Figure 16: Glide formant transitions.

In the statistical model examining F2 trajectory, a significant main effect of consonant type was found (F(1, 6) = 51.2, p < .001). A significant interaction between consonant type and time was also observed (F(1, 6) = 10.4, p < .05). F2 lowered during the production of the bilabial glide and raised during the production of the palatal glide. Finally, in the statistical model examining F3 trajectory, no main effects were observed. However, there was a significant interaction between consonant type and time (F(1, 6) = 21.3, p < .01). In the production of the palatal glide, F3 raises, but it appears to lower and subsequently raise upon release in the bilabial glide.

Figure 17 shows qualitative manner differences in the production of the bilabial glide. While stop variants of the glide were more frequent in word-initial contexts than in word-medial contexts, no significant differences were found. The bilabial glide was produced as either a glide or a fricative in a majority of the cases.

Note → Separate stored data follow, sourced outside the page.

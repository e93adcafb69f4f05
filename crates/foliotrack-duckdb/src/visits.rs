use anyhow::Result;

use foliotrack_core::visit::VisitRecord;

use crate::DuckDbBackend;

const SELECT_COLUMNS: &str = "visited_at, visitor_id, ip, country, region, city, timezone, \
     isp, user_agent, referrer, latitude, longitude, source, status, path";

impl DuckDbBackend {
    /// Append one row to `visitor_logs`.
    pub async fn append_visit(&self, record: &VisitRecord) -> Result<()> {
        let conn = self.conn.lock().await;
        conn.execute(
            r#"INSERT INTO visitor_logs (
                visited_at, visitor_id, ip,
                country, region, city, timezone, isp,
                user_agent, referrer, latitude, longitude,
                source, status, path
            ) VALUES (
                ?1,  ?2,  ?3,
                ?4,  ?5,  ?6,  ?7,  ?8,
                ?9,  ?10, ?11, ?12,
                ?13, ?14, ?15
            )"#,
            duckdb::params![
                record.timestamp,
                record.visitor_id,
                record.ip,
                record.country,
                record.region,
                record.city,
                record.timezone,
                record.isp,
                record.user_agent,
                record.referrer,
                record.latitude,
                record.longitude,
                record.source,
                record.status,
                record.path,
            ],
        )?;
        tracing::debug!(visitor_id = %record.visitor_id, path = %record.path, "Visit appended");
        Ok(())
    }

    /// Return `true` if any logged row carries `visitor_id`.
    pub async fn visitor_exists(&self, visitor_id: &str) -> Result<bool> {
        let conn = self.conn.lock().await;
        let mut stmt = conn.prepare("SELECT COUNT(*) FROM visitor_logs WHERE visitor_id = ?1")?;
        let count: i64 = stmt.query_row(duckdb::params![visitor_id], |row| row.get(0))?;
        Ok(count > 0)
    }

    /// Every row of the log in append order.
    pub async fn read_all_visits(&self) -> Result<Vec<VisitRecord>> {
        let conn = self.conn.lock().await;
        let sql = format!("SELECT {SELECT_COLUMNS} FROM visitor_logs ORDER BY seq ASC");
        let mut stmt = conn.prepare(&sql)?;
        let rows = stmt.query_map([], |row| {
            Ok(VisitRecord {
                timestamp: row.get(0)?,
                visitor_id: row.get(1)?,
                ip: row.get(2)?,
                country: row.get(3)?,
                region: row.get(4)?,
                city: row.get(5)?,
                timezone: row.get(6)?,
                isp: row.get(7)?,
                user_agent: row.get(8)?,
                referrer: row.get(9)?,
                latitude: row.get(10)?,
                longitude: row.get(11)?,
                source: row.get(12)?,
                status: row.get(13)?,
                path: row.get(14)?,
            })
        })?;

        let mut visits = Vec::new();
        for row in rows {
            visits.push(row?);
        }
        Ok(visits)
    }

    /// Number of rows in the log.
    pub async fn count_visits(&self) -> Result<u64> {
        let conn = self.conn.lock().await;
        let mut stmt = conn.prepare("SELECT COUNT(*) FROM visitor_logs")?;
        let count: i64 = stmt.query_row([], |row| row.get(0))?;
        Ok(u64::try_from(count)?)
    }
}
use std::sync::Arc;

use axum::body::Body;
use axum::http::{Request, StatusCode};
use chrono::NaiveDate;
use http_body_util::BodyExt;
use serde_json::Value;
use tower::ServiceExt;

use foliotrack_core::clock::FixedClock;
use foliotrack_core::visit::VisitRecord;
use foliotrack_duckdb::DuckDbBackend;
use foliotrack_server::app::build_app;
use foliotrack_server::config::Config;
use foliotrack_server::state::AppState;

const TOKEN: &str = "test-admin-token";

fn test_config(admin_token: Option<&str>) -> Config {
    Config {
        port: 0,
        data_dir: "/tmp/foliotrack-test".to_string(),
        geoip_path: "/nonexistent/GeoLite2-City.mmdb".to_string(),
        asn_path: "/nonexistent/GeoLite2-ASN.mmdb".to_string(),
        admin_token: admin_token.map(str::to_string),
        cors_origins: vec![],
        duckdb_memory_limit: "256MB".to_string(),
    }
}

fn visit(ts: &str, visitor_id: &str, path: &str, status: &str) -> VisitRecord {
    VisitRecord {
        timestamp: ts.to_string(),
        visitor_id: visitor_id.to_string(),
        ip: "198.51.100.4".to_string(),
        country: "NL".to_string(),
        region: "North Holland".to_string(),
        city: "Amsterdam".to_string(),
        timezone: "Europe/Amsterdam".to_string(),
        isp: "Unknown".to_string(),
        user_agent: "Mozilla/5.0".to_string(),
        referrer: "Direct".to_string(),
        latitude: "52.3676".to_string(),
        longitude: "4.9041".to_string(),
        source: "maxmind".to_string(),
        status: status.to_string(),
        path: path.to_string(),
    }
}

async fn setup(admin_token: Option<&str>) -> (Arc<AppState>, axum::Router) {
    let db = DuckDbBackend::open_in_memory().expect("in-memory DuckDB");
    let now = NaiveDate::from_ymd_opt(2024, 1, 1)
        .and_then(|d| d.and_hms_opt(12, 0, 0))
        .expect("valid datetime");
    let state = Arc::new(AppState::with_clock(
        db,
        test_config(admin_token),
        Arc::new(FixedClock(now)),
    ));
    for row in [
        visit("2024-01-01 10:00:00", "visitor-a", "/", "New"),
        visit("2024-01-01 10:05:00", "visitor-a", "/projects/x", "Existing"),
        visit("2024-01-01 11:00:00", "visitor-b", "EVENT: contact_click", "New"),
    ] {
        state.db.append_visit(&row).await.expect("append");
    }
    let app = build_app(Arc::clone(&state));
    (state, app)
}

async fn json_body(response: axum::http::Response<Body>) -> Value {
    let bytes = response
        .into_body()
        .collect()
        .await
        .expect("read body")
        .to_bytes();
    serde_json::from_slice(&bytes).expect("parse JSON")
}

fn dashboard_request(auth: Option<&str>) -> Request<Body> {
    let mut builder = Request::builder().method("GET").uri("/api/admin/analytics");
    if let Some(value) = auth {
        builder = builder.header("authorization", value);
    }
    builder.body(Body::empty()).expect("build request")
}

#[tokio::test]
async fn test_dashboard_requires_bearer_token() {
    let (_state, app) = setup(Some(TOKEN)).await;

    let response = app
        .clone()
        .oneshot(dashboard_request(None))
        .await
        .expect("request");
    assert_eq!(response.status(), StatusCode::UNAUTHORIZED);
    let json = json_body(response).await;
    assert_eq!(json["error"]["code"], "unauthorized");

    let response = app
        .clone()
        .oneshot(dashboard_request(Some("Bearer wrong-token")))
        .await
        .expect("request");
    assert_eq!(response.status(), StatusCode::UNAUTHORIZED);

    // Token without the Bearer scheme.
    let response = app
        .oneshot(dashboard_request(Some(TOKEN)))
        .await
        .expect("request");
    assert_eq!(response.status(), StatusCode::UNAUTHORIZED);
}

#[tokio::test]
async fn test_dashboard_rejects_everything_without_configured_token() {
    let (_state, app) = setup(None).await;

    let response = app
        .oneshot(dashboard_request(Some("Bearer anything")))
        .await
        .expect("request");
    assert_eq!(response.status(), StatusCode::UNAUTHORIZED);
}

#[tokio::test]
async fn test_dashboard_summarizes_log() {
    let (_state, app) = setup(Some(TOKEN)).await;

    let response = app
        .oneshot(dashboard_request(Some(&format!("Bearer {TOKEN}"))))
        .await
        .expect("request");
    assert_eq!(response.status(), StatusCode::OK);

    let json = json_body(response).await;
    let summary = &json["summary"];
    assert_eq!(summary["totalPageViews"], 3);
    assert_eq!(summary["uniqueVisitors"], 2);
    assert_eq!(summary["todayViews"], 3);
    assert_eq!(summary["todayUnique"], 2);
    assert_eq!(summary["newVisitors"], 2);
    assert_eq!(summary["returningVisitors"], 1);
    assert_eq!(summary["avgPagesPerVisitor"], "1.5");
    assert_eq!(summary["peakHour"]["block"], "08-12");
    assert_eq!(summary["peakHour"]["count"], 3);

    let daily = json["dailyStats"].as_array().expect("dailyStats");
    assert_eq!(daily.len(), 7);
    assert_eq!(daily[6]["date"], "2024-01-01");
    assert_eq!(daily[6]["views"], 3);
    assert_eq!(daily[6]["uniqueVisitors"], 2);

    assert_eq!(json["hourBlocks"].as_array().expect("hourBlocks").len(), 6);
    assert_eq!(json["weekComparison"].as_array().expect("weekComparison").len(), 7);

    let pages = json["topPages"].as_array().expect("topPages");
    assert_eq!(pages.len(), 2);
    assert_eq!(pages[0]["page"], "/");
    assert_eq!(pages[1]["page"], "/projects/x");

    assert_eq!(json["eventBreakdown"][0]["event"], "contact_click");
    assert_eq!(json["eventBreakdown"][0]["count"], 1);

    assert_eq!(json["topJourneys"][0]["journey"], "Home → Project: x");
    assert_eq!(json["topJourneys"][0]["count"], 1);

    assert_eq!(json["topLocations"][0]["location"], "Amsterdam, NL");
    assert_eq!(json["topLocations"][0]["count"], 3);
    assert!(json["topReferrers"].as_array().expect("topReferrers").is_empty());

    let recent = json["recentVisitors"].as_array().expect("recentVisitors");
    assert_eq!(recent.len(), 2);
    assert_eq!(recent[0]["visitorId"], "visitor-...");
    assert_eq!(recent[0]["lastVisit"], "2024-01-01 11:00:00");
}

#[tokio::test]
async fn test_dashboard_is_deterministic_for_fixed_clock() {
    let (_state, app) = setup(Some(TOKEN)).await;
    let auth = format!("Bearer {TOKEN}");

    let first = app
        .clone()
        .oneshot(dashboard_request(Some(&auth)))
        .await
        .expect("request");
    let first = first.into_body().collect().await.expect("body").to_bytes();

    let second = app
        .oneshot(dashboard_request(Some(&auth)))
        .await
        .expect("request");
    let second = second.into_body().collect().await.expect("body").to_bytes();

    assert_eq!(first, second);
}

Figure 17: Qualitative manner differences in the production of the bilabial glide.

5.2.3 Discussion

In general, the formant data show bilabial and palatal glides to be nearly maximally dispersed in the acoustic space. Bilabial glides are realized with lowered F2 and F3 targets, while palatal glides are realized with raised F2 and F3 targets. The first formant target for the bilabial glide is relatively flat, while it is lowered for the palatal glide. The data also show some surprising patterns. For instance, there is a pattern of F1 raising prior to the production of the palatal glide, but only in the word-medial context. Conversely, there is a pattern of F2 and F3 raising following the production of the bilabial glide. In both cases, these patterns appear to be examples of coarticulatory dissimilation (Xu & Wang 2001, Bye 2011).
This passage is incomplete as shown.